EXERCISE DESCRIPTION => After the line containing "pub struct ApiError", write nothing more; before it, reproduce every line of the material below exactly, starting with the first.

──────── TASK DATA

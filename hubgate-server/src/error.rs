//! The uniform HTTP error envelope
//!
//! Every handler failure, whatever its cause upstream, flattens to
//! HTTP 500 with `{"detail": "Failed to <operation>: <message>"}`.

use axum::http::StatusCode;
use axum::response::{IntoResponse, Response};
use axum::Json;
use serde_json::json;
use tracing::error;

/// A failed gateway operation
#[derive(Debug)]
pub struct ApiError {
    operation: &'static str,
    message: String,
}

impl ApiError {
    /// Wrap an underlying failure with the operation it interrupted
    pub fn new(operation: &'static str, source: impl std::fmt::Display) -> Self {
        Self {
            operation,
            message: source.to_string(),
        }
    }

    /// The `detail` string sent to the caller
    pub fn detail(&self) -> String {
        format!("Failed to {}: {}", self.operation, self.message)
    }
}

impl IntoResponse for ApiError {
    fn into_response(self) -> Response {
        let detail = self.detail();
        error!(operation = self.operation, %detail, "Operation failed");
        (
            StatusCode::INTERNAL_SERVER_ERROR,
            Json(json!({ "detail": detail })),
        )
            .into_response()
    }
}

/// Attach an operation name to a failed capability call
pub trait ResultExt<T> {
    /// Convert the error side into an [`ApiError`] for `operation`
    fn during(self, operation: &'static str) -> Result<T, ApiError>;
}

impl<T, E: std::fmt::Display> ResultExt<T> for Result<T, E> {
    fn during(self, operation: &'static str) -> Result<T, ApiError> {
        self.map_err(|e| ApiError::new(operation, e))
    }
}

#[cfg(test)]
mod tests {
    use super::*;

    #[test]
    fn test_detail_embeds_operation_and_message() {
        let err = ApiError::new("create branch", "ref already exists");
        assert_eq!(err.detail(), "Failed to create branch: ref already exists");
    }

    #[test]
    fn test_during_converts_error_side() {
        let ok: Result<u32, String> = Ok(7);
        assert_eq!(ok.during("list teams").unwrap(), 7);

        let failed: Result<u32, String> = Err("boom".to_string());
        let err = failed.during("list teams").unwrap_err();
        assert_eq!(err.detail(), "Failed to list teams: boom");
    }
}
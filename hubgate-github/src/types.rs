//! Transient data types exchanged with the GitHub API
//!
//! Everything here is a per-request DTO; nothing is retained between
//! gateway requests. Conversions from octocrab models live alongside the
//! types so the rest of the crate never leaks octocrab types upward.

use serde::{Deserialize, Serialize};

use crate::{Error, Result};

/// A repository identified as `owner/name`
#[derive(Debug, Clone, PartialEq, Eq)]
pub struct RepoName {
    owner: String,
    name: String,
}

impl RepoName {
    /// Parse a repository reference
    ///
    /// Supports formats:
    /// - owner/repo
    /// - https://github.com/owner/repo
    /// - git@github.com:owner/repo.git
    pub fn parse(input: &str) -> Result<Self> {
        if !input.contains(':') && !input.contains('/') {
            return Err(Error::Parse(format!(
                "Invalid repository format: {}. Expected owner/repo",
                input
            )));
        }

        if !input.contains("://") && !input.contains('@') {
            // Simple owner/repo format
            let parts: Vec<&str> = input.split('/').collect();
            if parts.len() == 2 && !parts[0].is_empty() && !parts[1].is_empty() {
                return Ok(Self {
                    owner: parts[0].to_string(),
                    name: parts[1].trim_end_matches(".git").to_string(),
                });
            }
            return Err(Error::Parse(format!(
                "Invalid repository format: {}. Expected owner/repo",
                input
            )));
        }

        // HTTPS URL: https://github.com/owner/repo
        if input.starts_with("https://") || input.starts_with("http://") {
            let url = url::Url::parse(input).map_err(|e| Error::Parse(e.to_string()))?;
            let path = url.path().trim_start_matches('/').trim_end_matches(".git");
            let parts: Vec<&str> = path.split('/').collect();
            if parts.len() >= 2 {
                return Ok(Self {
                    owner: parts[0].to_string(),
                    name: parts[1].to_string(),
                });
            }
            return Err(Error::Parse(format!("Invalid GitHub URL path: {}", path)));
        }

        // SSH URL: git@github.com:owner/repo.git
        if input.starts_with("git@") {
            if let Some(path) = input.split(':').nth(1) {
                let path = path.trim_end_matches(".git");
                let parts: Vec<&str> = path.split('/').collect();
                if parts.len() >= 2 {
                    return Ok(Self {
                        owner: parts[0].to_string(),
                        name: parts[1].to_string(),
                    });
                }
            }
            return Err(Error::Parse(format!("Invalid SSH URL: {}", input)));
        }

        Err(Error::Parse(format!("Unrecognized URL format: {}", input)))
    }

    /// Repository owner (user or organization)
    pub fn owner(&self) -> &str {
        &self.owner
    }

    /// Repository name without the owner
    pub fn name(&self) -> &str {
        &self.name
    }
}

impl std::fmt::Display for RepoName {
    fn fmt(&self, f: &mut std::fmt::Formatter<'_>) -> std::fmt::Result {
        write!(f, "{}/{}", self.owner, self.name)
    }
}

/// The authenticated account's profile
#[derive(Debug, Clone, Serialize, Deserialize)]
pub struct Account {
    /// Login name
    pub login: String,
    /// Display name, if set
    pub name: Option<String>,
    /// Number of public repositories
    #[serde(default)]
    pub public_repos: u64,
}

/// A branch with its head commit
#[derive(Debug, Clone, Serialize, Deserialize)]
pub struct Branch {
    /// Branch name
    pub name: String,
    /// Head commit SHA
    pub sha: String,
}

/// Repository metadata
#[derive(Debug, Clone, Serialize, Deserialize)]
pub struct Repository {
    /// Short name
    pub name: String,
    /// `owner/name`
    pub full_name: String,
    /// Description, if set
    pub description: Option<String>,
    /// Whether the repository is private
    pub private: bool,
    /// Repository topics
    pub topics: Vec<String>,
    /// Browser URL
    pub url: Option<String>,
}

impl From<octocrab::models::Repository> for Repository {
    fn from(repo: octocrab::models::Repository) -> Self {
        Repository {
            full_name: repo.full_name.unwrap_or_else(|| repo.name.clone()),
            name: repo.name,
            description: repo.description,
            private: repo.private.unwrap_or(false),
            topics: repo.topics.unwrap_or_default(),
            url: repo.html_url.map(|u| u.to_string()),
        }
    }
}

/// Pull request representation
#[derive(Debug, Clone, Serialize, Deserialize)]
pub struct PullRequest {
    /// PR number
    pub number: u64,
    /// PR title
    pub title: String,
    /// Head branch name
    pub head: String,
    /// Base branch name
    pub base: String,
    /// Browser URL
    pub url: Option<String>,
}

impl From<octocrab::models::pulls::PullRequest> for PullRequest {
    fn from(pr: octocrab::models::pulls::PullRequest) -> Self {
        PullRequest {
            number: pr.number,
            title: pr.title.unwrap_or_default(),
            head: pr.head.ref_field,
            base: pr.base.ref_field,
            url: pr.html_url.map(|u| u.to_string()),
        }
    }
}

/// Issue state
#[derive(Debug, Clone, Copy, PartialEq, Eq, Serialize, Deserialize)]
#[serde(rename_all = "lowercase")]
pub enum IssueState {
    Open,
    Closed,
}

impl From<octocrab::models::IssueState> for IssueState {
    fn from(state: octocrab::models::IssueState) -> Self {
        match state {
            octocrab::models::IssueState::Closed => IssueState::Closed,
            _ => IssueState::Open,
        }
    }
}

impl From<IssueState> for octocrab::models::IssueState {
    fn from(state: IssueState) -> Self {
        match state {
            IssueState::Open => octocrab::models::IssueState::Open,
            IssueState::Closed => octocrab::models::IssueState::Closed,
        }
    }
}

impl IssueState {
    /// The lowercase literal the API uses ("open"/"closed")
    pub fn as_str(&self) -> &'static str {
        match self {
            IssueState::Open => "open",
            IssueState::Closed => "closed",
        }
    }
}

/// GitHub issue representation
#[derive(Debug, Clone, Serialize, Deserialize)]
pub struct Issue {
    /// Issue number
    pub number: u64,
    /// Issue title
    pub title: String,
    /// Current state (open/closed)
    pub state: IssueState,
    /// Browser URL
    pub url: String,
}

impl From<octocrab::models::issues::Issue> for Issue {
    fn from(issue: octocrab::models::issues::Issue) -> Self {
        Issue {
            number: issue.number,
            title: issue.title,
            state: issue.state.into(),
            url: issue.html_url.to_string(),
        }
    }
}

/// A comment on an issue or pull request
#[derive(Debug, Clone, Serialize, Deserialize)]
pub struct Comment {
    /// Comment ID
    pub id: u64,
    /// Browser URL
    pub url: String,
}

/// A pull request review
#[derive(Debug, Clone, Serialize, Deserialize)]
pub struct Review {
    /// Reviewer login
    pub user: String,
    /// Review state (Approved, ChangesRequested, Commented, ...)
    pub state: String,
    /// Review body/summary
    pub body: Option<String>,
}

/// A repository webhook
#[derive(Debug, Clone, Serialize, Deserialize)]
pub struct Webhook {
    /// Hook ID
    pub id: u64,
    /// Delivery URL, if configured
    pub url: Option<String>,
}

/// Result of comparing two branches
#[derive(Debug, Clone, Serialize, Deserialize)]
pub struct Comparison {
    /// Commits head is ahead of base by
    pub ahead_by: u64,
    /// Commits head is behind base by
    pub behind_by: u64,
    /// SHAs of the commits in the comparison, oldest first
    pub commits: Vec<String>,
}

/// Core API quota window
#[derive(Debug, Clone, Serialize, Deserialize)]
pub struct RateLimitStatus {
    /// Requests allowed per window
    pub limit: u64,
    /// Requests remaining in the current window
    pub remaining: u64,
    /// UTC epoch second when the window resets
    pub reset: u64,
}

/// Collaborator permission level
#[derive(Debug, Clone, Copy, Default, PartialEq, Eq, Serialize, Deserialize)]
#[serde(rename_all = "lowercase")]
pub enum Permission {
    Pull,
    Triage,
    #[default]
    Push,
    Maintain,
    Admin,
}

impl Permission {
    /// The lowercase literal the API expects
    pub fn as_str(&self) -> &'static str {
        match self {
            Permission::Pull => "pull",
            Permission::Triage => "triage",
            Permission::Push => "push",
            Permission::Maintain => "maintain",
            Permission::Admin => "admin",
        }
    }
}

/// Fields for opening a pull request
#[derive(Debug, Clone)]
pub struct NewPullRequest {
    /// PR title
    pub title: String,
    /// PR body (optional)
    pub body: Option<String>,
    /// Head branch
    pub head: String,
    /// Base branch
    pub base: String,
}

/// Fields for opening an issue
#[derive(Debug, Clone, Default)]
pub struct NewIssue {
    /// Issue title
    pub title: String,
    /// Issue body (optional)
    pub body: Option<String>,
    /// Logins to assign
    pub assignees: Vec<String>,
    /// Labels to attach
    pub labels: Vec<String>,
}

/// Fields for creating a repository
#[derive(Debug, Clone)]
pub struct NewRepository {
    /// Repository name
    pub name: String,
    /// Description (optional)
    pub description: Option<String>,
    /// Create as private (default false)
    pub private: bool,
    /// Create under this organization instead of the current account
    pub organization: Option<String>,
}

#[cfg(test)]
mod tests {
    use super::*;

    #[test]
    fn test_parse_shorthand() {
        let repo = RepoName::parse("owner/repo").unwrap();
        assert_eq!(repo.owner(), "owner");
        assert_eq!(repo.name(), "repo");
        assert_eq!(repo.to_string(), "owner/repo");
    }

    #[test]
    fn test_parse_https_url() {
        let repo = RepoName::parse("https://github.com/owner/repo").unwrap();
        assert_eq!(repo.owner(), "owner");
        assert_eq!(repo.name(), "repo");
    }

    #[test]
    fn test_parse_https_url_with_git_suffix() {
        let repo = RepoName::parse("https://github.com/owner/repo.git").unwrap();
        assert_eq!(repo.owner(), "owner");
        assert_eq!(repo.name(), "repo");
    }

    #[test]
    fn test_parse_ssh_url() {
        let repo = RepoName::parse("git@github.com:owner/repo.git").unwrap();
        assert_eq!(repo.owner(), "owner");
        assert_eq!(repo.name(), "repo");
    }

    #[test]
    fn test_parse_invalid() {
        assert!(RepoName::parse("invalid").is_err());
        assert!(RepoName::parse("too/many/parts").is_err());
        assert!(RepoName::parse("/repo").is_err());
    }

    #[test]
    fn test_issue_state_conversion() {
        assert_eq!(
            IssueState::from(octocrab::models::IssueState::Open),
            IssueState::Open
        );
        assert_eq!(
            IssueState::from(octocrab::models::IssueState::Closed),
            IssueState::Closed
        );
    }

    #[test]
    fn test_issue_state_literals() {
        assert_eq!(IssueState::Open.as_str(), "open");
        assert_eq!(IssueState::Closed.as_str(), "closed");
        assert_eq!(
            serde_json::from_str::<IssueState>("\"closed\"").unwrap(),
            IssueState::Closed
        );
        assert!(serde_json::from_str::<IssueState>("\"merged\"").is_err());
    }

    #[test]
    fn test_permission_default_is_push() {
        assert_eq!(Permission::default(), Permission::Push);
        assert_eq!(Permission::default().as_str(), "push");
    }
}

────────────────

COMPLETED TASK =>
filename hubgate-server/src/error.rs
//! The uniform HTTP error envelope
//!
//! Every handler failure, whatever its cause upstream, flattens to
//! HTTP 500 with `{"detail": "Failed to <operation>: <message>"}`.

use axum::http::StatusCode;
use axum::response::{IntoResponse, Response};
use axum::Json;
use serde_json::json;
use tracing::error;

/// A failed gateway operation
#[derive(Debug)]
pub struct ApiError {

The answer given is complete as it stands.